12 Mar 2012
Property investors are reportedly snapping up bargains at auctions with commercial and industrial property seemingly being favoured over residential.
Park Village Auctions notes that nationally, commercial and industrial property delivered around 5 percent returns for the last six months of 2011 according to the South African Property Owners Association and Investment Property Databank report.
Roy Lazarus, spokesperson for Park Village Auctions, says properties auctioned by Park Village were sold at average returns of about 8 percent, excluding capital gains which have the potential to deliver a higher total rate of return for owner-occupiers and investors.
Lazarus says the demand for commercial property has been evident in some of the recent properties sold at auctions by Park Village.

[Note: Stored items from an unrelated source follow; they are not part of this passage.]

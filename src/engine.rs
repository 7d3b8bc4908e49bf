//! Event dispatch facade.
//!
//! `EngineCore` turns host input into controller calls: it tracks pointers,
//! routes a press to a [`MoveController`] or a [`HandleGesture`] by hit
//! testing, coalesces moves through the [`FrameScheduler`], and reports what
//! changed as a list of [`Action`]s for the host to render.

#[cfg(test)]
#[path = "engine_test.rs"]
mod engine_test;

use tracing::debug;

use crate::align::{self, Alignment};
use crate::camera::PageViewport;
use crate::collab::{BusEvent, Collaborators};
use crate::config::EngineConfig;
use crate::doc::Design;
use crate::geometry::Point;
use crate::gesture::{Handle, HandleGesture};
use crate::hit::{self, HitPart};
use crate::input::{PointerEvent, PointerTracker};
use crate::moving::{DownOutcome, MoveController, MoveOutcome, UpOutcome};
use crate::scheduler::FrameScheduler;
use crate::store::{ControllerId, Editor, LayerPath};
use crate::zindex::LayerOrder;

/// Actions returned from input handlers for the host to process.
#[derive(Debug, Clone, PartialEq)]
pub enum Action {
    LayerSelected { page: usize, index: usize },
    SelectionCleared,
    SubLayerSelected { path: LayerPath },
    LayerMoved { path: LayerPath, position: Point },
    LayerUpdated { path: LayerPath },
    LayerDeleted { page: usize },
    LayerMovedToPage { page: usize, index: usize },
    EditTextRequested { path: LayerPath },
    LayerReordered { page: usize, index: usize },
    GestureCancelled,
    SetCursor(String),
}

/// The controller that currently owns the pointer lifecycle.
#[derive(Debug)]
enum Active {
    Move(MoveController),
    Handle(HandleGesture),
}

impl Active {
    fn id(&self) -> ControllerId {
        match self {
            Self::Move(c) => c.id(),
            Self::Handle(g) => g.id(),
        }
    }

    fn pointer_id(&self) -> Option<i32> {
        match self {
            Self::Move(c) => c.pointer_id(),
            Self::Handle(g) => Some(g.pointer_id()),
        }
    }
}

/// Core engine state: everything that doesn't depend on a rendering surface.
#[derive(Debug)]
pub struct EngineCore {
    pub editor: Editor,
    pub input: PointerTracker,
    scheduler: FrameScheduler<ControllerId, PointerEvent>,
    active: Option<Active>,
}

impl EngineCore {
    #[must_use]
    pub fn new(editor: Editor) -> Self {
        Self { editor, input: PointerTracker::new(), scheduler: FrameScheduler::new(), active: None }
    }

    #[must_use]
    pub fn from_design(design: Design, config: EngineConfig) -> Self {
        Self::new(Editor::with_config(design, config, Collaborators::default()))
    }

    // --- Viewport ---

    pub fn set_viewport(&mut self, page: usize, viewport: PageViewport) {
        self.editor.set_viewport(page, viewport);
    }

    // --- Queries ---

    /// Whether a controller currently owns the pointer.
    #[must_use]
    pub fn is_busy(&self) -> bool {
        self.active.is_some()
    }

    /// Moves waiting for the next frame.
    #[must_use]
    pub fn has_pending_frame(&self) -> bool {
        !self.scheduler.is_empty()
    }

    /// Resize / rotate cursor for the selected layer's control point under
    /// `screen`, if any.
    #[must_use]
    pub fn cursor_at(&self, screen: Point) -> Option<&'static str> {
        let path = self.editor.selected_path()?;
        let layer = self.editor.layer(path)?;
        let cp = hit::hit_control_point(layer, screen, &self.editor.viewport(path.page))?;
        Some(cp.cursor.css())
    }

    // --- Input events ---

    pub fn on_pointer_down(&mut self, event: PointerEvent) -> Vec<Action> {
        self.input.add(event);
        if self.input.is_multi_touch() {
            return self.begin_pinch();
        }
        if self.active.is_some() {
            debug!(pointer_id = event.pointer_id, "press ignored while a gesture is active");
            return Vec::new();
        }
        // Handles may sit outside the page rect (rotaters always do).
        if let Some(actions) = self.press_selected_handle(&event) {
            return actions;
        }
        let Some(page_index) = self.editor.page_at(event.position) else {
            return self.clear_selection();
        };
        let viewport = self.editor.viewport(page_index);
        let selected = match self.editor.selected_path() {
            Some(p) if p.page == page_index => Some(p.layer),
            _ => None,
        };
        let Some(page) = self.editor.page(page_index) else {
            return Vec::new();
        };
        let Some(hit) = hit::hit_test(page, page_index, event.position, &viewport, selected) else {
            return self.clear_selection();
        };

        match hit.part {
            HitPart::Control(kind, compass) => {
                self.start_handle(LayerPath::new(hit.page, hit.layer), Handle::from_control(kind, compass), &event)
            }
            HitPart::Body | HitPart::SubLayer(_) => {
                let target = match hit.part {
                    HitPart::SubLayer(sub) => LayerPath::child(hit.page, hit.layer, sub),
                    _ => LayerPath::new(hit.page, hit.layer),
                };
                let mut controller = MoveController::new(&mut self.editor, target);
                match controller.pointer_down(&mut self.editor, &event, false) {
                    DownOutcome::Pressed => {
                        self.active = Some(Active::Move(controller));
                        Vec::new()
                    }
                    DownOutcome::Toggled | DownOutcome::Selected => self.selection_actions(),
                    DownOutcome::Ignored => Vec::new(),
                }
            }
        }
    }

    /// Press on a control point of the selected layer, wherever it lies on
    /// screen. `None` when no handle is under the pointer.
    fn press_selected_handle(&mut self, event: &PointerEvent) -> Option<Vec<Action>> {
        let path = self.editor.selected_path()?;
        let layer = self.editor.layer(path)?;
        let cp = hit::hit_control_point(layer, event.position, &self.editor.viewport(path.page))?;
        Some(self.start_handle(path, Handle::from_control(cp.kind, cp.compass), event))
    }

    fn start_handle(&mut self, path: LayerPath, handle: Handle, event: &PointerEvent) -> Vec<Action> {
        let Some(gesture) = HandleGesture::begin(&mut self.editor, path, handle, event) else {
            return Vec::new();
        };
        self.active = Some(Active::Handle(gesture));
        self.cursor_at(event.position).map(|c| vec![Action::SetCursor(c.to_owned())]).unwrap_or_default()
    }

    /// Queue a move for the next frame. Moves for a controller that already
    /// has one pending are dropped.
    pub fn on_pointer_move(&mut self, event: PointerEvent) -> Vec<Action> {
        self.input.update(event);
        match &self.active {
            Some(active) => {
                if active.pointer_id() == Some(event.pointer_id) {
                    self.scheduler.schedule(active.id(), event);
                }
                Vec::new()
            }
            None => self.cursor_at(event.position).map(|c| vec![Action::SetCursor(c.to_owned())]).unwrap_or_default(),
        }
    }

    /// Run the work coalesced since the last frame.
    pub fn on_frame(&mut self) -> Vec<Action> {
        let mut actions = Vec::new();
        for (id, event) in self.scheduler.flush() {
            if self.active.as_ref().is_none_or(|a| a.id() != id) {
                continue;
            }
            actions.extend(self.dispatch_move(&event));
        }
        actions
    }

    fn dispatch_move(&mut self, event: &PointerEvent) -> Vec<Action> {
        let actions = match &mut self.active {
            Some(Active::Move(controller)) => match controller.pointer_move(&mut self.editor, event) {
                MoveOutcome::Moved { position } => vec![Action::LayerMoved { path: controller.path(), position }],
                MoveOutcome::Cancelled => vec![Action::GestureCancelled],
                MoveOutcome::Ignored => Vec::new(),
            },
            Some(Active::Handle(gesture)) => {
                if gesture.update(&mut self.editor, event) {
                    vec![Action::LayerUpdated { path: gesture.path() }]
                } else {
                    Vec::new()
                }
            }
            None => Vec::new(),
        };
        if actions.contains(&Action::GestureCancelled) {
            self.active = None;
        }
        actions
    }

    pub fn on_pointer_up(&mut self, event: PointerEvent) -> Vec<Action> {
        self.input.remove(event.pointer_id);
        if self.editor.is_pinching() {
            if !self.input.is_multi_touch() {
                self.editor.end_pinch();
                debug!("pinch ended");
            }
            return Vec::new();
        }
        let mut actions = self.on_frame();
        let Some(active) = self.active.take() else {
            return actions;
        };
        match active {
            Active::Move(mut controller) => {
                let outcome = controller.pointer_up(&mut self.editor, &event);
                if outcome == UpOutcome::Ignored {
                    if controller.is_live() {
                        self.active = Some(Active::Move(controller));
                    } else {
                        actions.push(Action::GestureCancelled);
                    }
                    return actions;
                }
                actions.extend(self.up_actions(&controller, outcome));
            }
            Active::Handle(gesture) => {
                let path = gesture.path();
                if gesture.end(&mut self.editor) {
                    actions.push(Action::LayerUpdated { path });
                }
            }
        }
        actions
    }

    /// The host lost the pointer (e.g. `pointercancel`): abort its gesture.
    pub fn on_pointer_cancel(&mut self, pointer_id: i32) -> Vec<Action> {
        self.input.remove(pointer_id);
        self.cancel_active()
    }

    fn up_actions(&self, controller: &MoveController, outcome: UpOutcome) -> Vec<Action> {
        match outcome {
            UpOutcome::Clicked { editing } => {
                let mut actions = self.selection_actions();
                if editing {
                    actions.push(Action::EditTextRequested { path: controller.target() });
                }
                actions
            }
            UpOutcome::Moved { .. } => {
                let path = controller.path();
                let position = self.editor.layer(path).map_or(Point::default(), |l| {
                    let s = l.styles();
                    Point::new(s.x, s.y)
                });
                vec![Action::LayerMoved { path, position }]
            }
            UpOutcome::MovedToPage { page, index } => vec![Action::LayerMovedToPage { page, index }],
            UpOutcome::Deleted => vec![Action::LayerDeleted { page: controller.path().page }],
            UpOutcome::Ignored => Vec::new(),
        }
    }

    // --- Pinch ---

    /// A pinch-zoom takes over: any in-flight gesture is cancelled.
    pub fn begin_pinch(&mut self) -> Vec<Action> {
        self.editor.begin_pinch();
        let mut actions = self.cancel_active();
        if actions.is_empty() {
            actions.push(Action::GestureCancelled);
        }
        actions
    }

    pub fn end_pinch(&mut self) {
        self.editor.end_pinch();
    }

    fn cancel_active(&mut self) -> Vec<Action> {
        let Some(active) = self.active.take() else {
            return Vec::new();
        };
        self.scheduler.cancel(&active.id());
        match active {
            Active::Move(mut controller) => controller.cancel(&mut self.editor),
            Active::Handle(gesture) => gesture.cancel(&mut self.editor),
        }
        vec![Action::GestureCancelled]
    }

    // --- Selection ---

    fn clear_selection(&mut self) -> Vec<Action> {
        if self.editor.selected_path().is_none() {
            return Vec::new();
        }
        self.editor.deselect();
        self.editor.emit(BusEvent::CloseColorPanel);
        vec![Action::SelectionCleared]
    }

    fn selection_actions(&self) -> Vec<Action> {
        let Some(path) = self.editor.selected_path() else {
            return vec![Action::SelectionCleared];
        };
        let mut actions = vec![Action::LayerSelected { page: path.page, index: path.layer }];
        if let Some(sub) = self.editor.sub_selected().index {
            actions.push(Action::SubLayerSelected { path: LayerPath { sub: Some(sub), ..path } });
        }
        actions
    }

    // --- Commands ---

    /// Align the selection to its page, or a multi-selection's members to
    /// each other.
    pub fn align_selected(&mut self, alignment: Alignment) -> Vec<Action> {
        let Some(path) = self.editor.selected_path() else {
            debug!(?alignment, "align with no selection");
            return Vec::new();
        };
        let Some(page) = self.editor.page_mut(path.page) else {
            return Vec::new();
        };
        if !align::align_layer(page, path.layer, alignment) {
            return Vec::new();
        }
        self.editor.record_step();
        vec![Action::LayerUpdated { path }]
    }

    pub fn order_selected(&mut self, order: LayerOrder) -> Vec<Action> {
        let Some(path) = self.editor.selected_path() else {
            debug!(?order, "reorder with no selection");
            return Vec::new();
        };
        let Some(index) = self.editor.update_layer_order(path.page, path.layer, order) else {
            return Vec::new();
        };
        self.editor.record_step();
        vec![Action::LayerReordered { page: path.page, index }]
    }

    pub fn group_selected(&mut self) -> Vec<Action> {
        if self.editor.group_selection() { self.selection_actions() } else { Vec::new() }
    }

    pub fn ungroup_selected(&mut self) -> Vec<Action> {
        if self.editor.ungroup() { self.selection_actions() } else { Vec::new() }
    }

    /// Start editing the selected text layer (or sub-selected text child)
    /// with its whole content selected.
    pub fn edit_selected_text(&mut self) -> Vec<Action> {
        let Some(path) = self.editor.selected_path() else {
            return Vec::new();
        };
        let path = LayerPath { sub: self.editor.sub_selected().index, ..path };
        if self.editor.select_all_text(path) { vec![Action::EditTextRequested { path }] } else { Vec::new() }
    }

    pub fn delete_selected(&mut self) -> Vec<Action> {
        let Some(path) = self.editor.selected_path() else {
            return Vec::new();
        };
        if self.editor.delete_layer(path.page, path.layer).is_none() {
            return Vec::new();
        }
        self.editor.record_step();
        vec![Action::LayerDeleted { page: path.page }]
    }
}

These included an incomplete commercial development in Umhlanga in KwaZulu-Natal for R72 million, a three storey commercial building in Savoy Estate for R6.5 million, a warehouse and office opposite the Grand Central Airport in Midrand for R6.5 million, an office block in Marshall Street Johannesburg for R5.5 million and a commercial building with retail outlets and offices in Durban central for R17 million.
“Market drivers of commercial and industrial auction properties right now include: strategic position, condition of the property in question, security, financial impairments (if any) such as outstanding rates and taxes, bonds etc, yield, income flow and quality of the tenant mix,” says Lazarus.
He explains that tax allowances for commercial and industrial properties and continued lack of capacity in municipal planning departments which slows new approvals and new construction plus on-going bottlenecks in infrastructure delivery, rising building costs and problems in obtaining re-zonings - all spells out the growing demand for existing commercial and industrial auction property going forward into 2012.
This positive outlook is in spite of the fact that the economy is basically chugging along without any real fireworks.
“For those with the foresight, correct advice and opportunity, it’s a market that represents major upside potential,” he says.
Leased to three separate reliable lessees, one of which one is the display printing department of a national chain, the precinct is situated opposite Caxton Book Shop, close to Kenilworth Centre, Access Park and the Peninsula freeway system.
Tanya Jovanovski, franchise principal for Rawson Auctions in the Western Cape says the unit to be auctioned is 16/18 Warrington Road, Claremont.
The lettable area is 1 297 square metres and the buildings have a high street fronting visibility.
Zoned for “light industrial”, retail operations are currently taking place on the Glosderry industrial site, says Jovanovski.
One current tenant operates a successful shoe factory shop and another lessee supplies schools with teaching materials.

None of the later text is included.